I don't understand how one can lift such properties of the weight spaces of the composition factors back to a property of the weight spaces of the original module. 
 A: Let $\mathfrak{g}$ be a semisimple Lie algebra with Cartan subalgebra $\mathfrak{h}$. Recall that if $V=\bigoplus_{\lambda\in\mathfrak{h}^*}V_\lambda$ is a weight module, define the formal character of $V$ to be
$$
\mathrm{ch}V=\sum_{\lambda\in \mathfrak{h}^*}(\dim V_\lambda)e^{\lambda},
$$
where $e^\lambda$ is a formal symbol that obeys exponent laws. Since $\mathfrak{h}$ acts semi-simply on any representation, one can show that
$$\mathrm{ch}(V/W)=\mathrm{ch}V-\mathrm{ch}W$$
for any submodule $W$ (indeed, just show that $W_\mu=V_\mu\cap W$).
Now, given any chain complex
$$
0=V_0\to V_1\to\cdots\to V_n=V
$$
it follows that 
$$
\mathrm{ch}V=\sum_{i=1}^n\mathrm{ch}(V_i/V_{i-1})$$
(hint: expand a telescoping sum).
This proves that you can recover the weight spaces of $V$ from its composition factors.
Edit: Assume $V$ has two composition factors $X$ and $Y$ with multiplicity $m$ and $n$, respectively. Then
$$\mathrm{ch}V = m\,\mathrm{ch}X + n\,\mathrm{ch}Y.$$
Now, assuming that $f^i$ induced an isomorphism $X_\lambda\cong X_{\lambda+2i}$ and $Y_\lambda\cong Y_{\lambda+2i}$. Then
$$
\dim X_\lambda= \dim X_{\lambda+2i}\;\;\; \mbox{and} \;\;\; \dim Y_\lambda=\dim Y_{\lambda+2i}
$$
and, therefore 
$$\dim V_\lambda=m\dim X_\lambda+n\dim Y_\lambda=m\dim X_{\lambda+2i}+n\dim Y_{\lambda+2i}=\dim V_{\lambda+2i}.$$
Finally, we will show that the multiplication map $$f^i:V_\lambda\to V_{\lambda+2i}$$ is injective. Indeed, suppose $v\in V_\lambda$ and $f^iv=0$. 

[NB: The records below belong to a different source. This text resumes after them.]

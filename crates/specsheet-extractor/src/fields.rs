//! Pattern-based field extraction from free-text spec blobs
//!
//! Each field has its own rule and rules never see each other's results:
//! a blob can yield lumens without power, or dimensions without anything
//! else. Every rule is case-insensitive and accepts both the Russian and
//! the English unit token.

use crate::error::ExtractorError;
use regex::Regex;
use specsheet_domain::{Category, Dimensions, ExtractedFields};

/// Category vocabulary, scanned in this order
///
/// The first entry whose token occurs in the text wins, even when a later
/// entry's token appears earlier in the text.
const CATEGORY_VOCABULARY: &[(&str, Category)] = &[
    ("промышленный", Category::Industrial),
    ("industrial", Category::Industrial),
    ("уличный", Category::Street),
    ("street", Category::Street),
    ("офисный", Category::Office),
    ("office", Category::Office),
    ("спортивный", Category::Sport),
    ("sport", Category::Sport),
    ("взрывозащищенный", Category::ExplosionProof),
    ("взрывозащищённый", Category::ExplosionProof),
    ("explosion-proof", Category::ExplosionProof),
    ("прожектор", Category::Floodlight),
    ("floodlight", Category::Floodlight),
];

const POWER_PATTERN: &str = r"(?i)([0-9]+)\s?(?:вт|w)";
const LUMENS_PATTERN: &str = r"(?i)([0-9]+)\s?(?:лм|lm)";
// A third digit disqualifies the occurrence.
const IP_PATTERN: &str = r"(?i)ip([0-9]{2})(?:[^0-9]|$)";
// The unit is mandatory: three bare numbers are not dimensions.
const DIMENSIONS_PATTERN: &str = r"(?i)([0-9]+)[x×]([0-9]+)[x×]([0-9]+)\s?(?:мм|mm)";
const WEIGHT_PATTERN: &str = r"(?i)([0-9]+(?:[.,][0-9]+)?)\s?(?:кг|kg)";
const WARRANTY_PATTERN: &str = r"(?i)([0-9]+)\s?(?:лет|года|год|г\.|years?)";

/// Turns a spec blob into [`ExtractedFields`]
pub struct FieldExtractor {
    prefix: String,
    power: Regex,
    lumens: Regex,
    ip_rating: Regex,
    model: Regex,
    dimensions: Regex,
    weight: Regex,
    warranty: Regex,
}

impl FieldExtractor {
    /// Compile the rule set for the given brand prefix
    pub fn new(model_prefix: &str) -> Result<Self, ExtractorError> {
        let prefix = model_prefix.trim();
        if prefix.is_empty() {
            return Err(ExtractorError::Config(
                "model prefix must not be empty".to_string(),
            ));
        }

        Ok(Self {
            prefix: prefix.to_lowercase(),
            power: Regex::new(POWER_PATTERN)?,
            lumens: Regex::new(LUMENS_PATTERN)?,
            ip_rating: Regex::new(IP_PATTERN)?,
            model: Regex::new(&format!(r"(?i){}[^\s,]*", regex::escape(prefix)))?,
            dimensions: Regex::new(DIMENSIONS_PATTERN)?,
            weight: Regex::new(WEIGHT_PATTERN)?,
            warranty: Regex::new(WARRANTY_PATTERN)?,
        })
    }

    /// Apply every rule to `text`
    ///
    /// # Examples
    ///
    /// ```
    /// use specsheet_extractor::FieldExtractor;
    ///
    /// let extractor = FieldExtractor::new("NRG").unwrap();
    /// let fields = extractor.extract("NRG-PRO-100 100Вт 12000лм ip65");
    /// assert_eq!(fields.power_w, Some(100));
    /// assert_eq!(fields.lumens, Some(12000));
    /// assert_eq!(fields.ip_rating.as_deref(), Some("IP65"));
    /// assert_eq!(fields.model.as_deref(), Some("NRG-PRO-100"));
    /// ```
    pub fn extract(&self, text: &str) -> ExtractedFields {
        ExtractedFields {
            power_w: capture_u32(&self.power, text),
            lumens: capture_u32(&self.lumens, text),
            ip_rating: self.ip_rating(text),
            category: category(text),
            dimensions_mm: self.dimensions(text),
            weight_kg: self.weight(text),
            warranty_years: capture_u32(&self.warranty, text),
            model: self.model(text),
        }
    }

    /// Whether an identifier cell carries the brand token (case-insensitive)
    pub fn has_prefix(&self, identifier: &str) -> bool {
        identifier.to_lowercase().contains(&self.prefix)
    }

    fn ip_rating(&self, text: &str) -> Option<String> {
        let caps = self.ip_rating.captures(text)?;
        Some(format!("IP{}", &caps[1]))
    }

    fn model(&self, text: &str) -> Option<String> {
        self.model.find(text).map(|m| m.as_str().to_string())
    }

    fn dimensions(&self, text: &str) -> Option<Dimensions> {
        let caps = self.dimensions.captures(text)?;
        Some(Dimensions::new(
            caps[1].parse().ok()?,
            caps[2].parse().ok()?,
            caps[3].parse().ok()?,
        ))
    }

    fn weight(&self, text: &str) -> Option<f64> {
        let caps = self.weight.captures(text)?;
        caps[1].replace(',', ".").parse().ok()
    }
}

fn capture_u32(regex: &Regex, text: &str) -> Option<u32> {
    regex.captures(text)?.get(1)?.as_str().parse().ok()
}

fn category(text: &str) -> Option<Category> {
    let lowered = text.to_lowercase();
    CATEGORY_VOCABULARY
        .iter()
        .find(|(token, _)| occurs(&lowered, token))
        .map(|(_, category)| *category)
}

/// Whether `token` occurs in `text`
///
/// Latin tokens must start a word ("sport" is not found in "transport").
/// Cyrillic tokens match anywhere, which admits inflected forms.
fn occurs(text: &str, token: &str) -> bool {
    if !token.is_ascii() {
        return text.contains(token);
    }
    text.match_indices(token).any(|(at, _)| {
        !text[..at]
            .chars()
            .next_back()
            .is_some_and(char::is_alphanumeric)
    })
}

Let $$V=W_0\supset W_1\supset W_2\supset\cdots\supset W_n=0$$ be a composition series for $V$. Suppose we hav shown that $v\in W_k$ (this is certainly true when $k=0$). Then, since $W_k/W_{k+1}$ is simple, $$f^i:(W_k/W_{k+1})_\lambda\to (W_k/W_{k+1})_{\lambda+2i}$$ is an isomorphism. Since
$$f^i(v+W_{k+1})=(f^iv)+W_{k+1}=0+W_{k+1}$$
we deduce that $v\in W_{k+1}$. It now follows that $v\in W_n=0$, so $v=0$.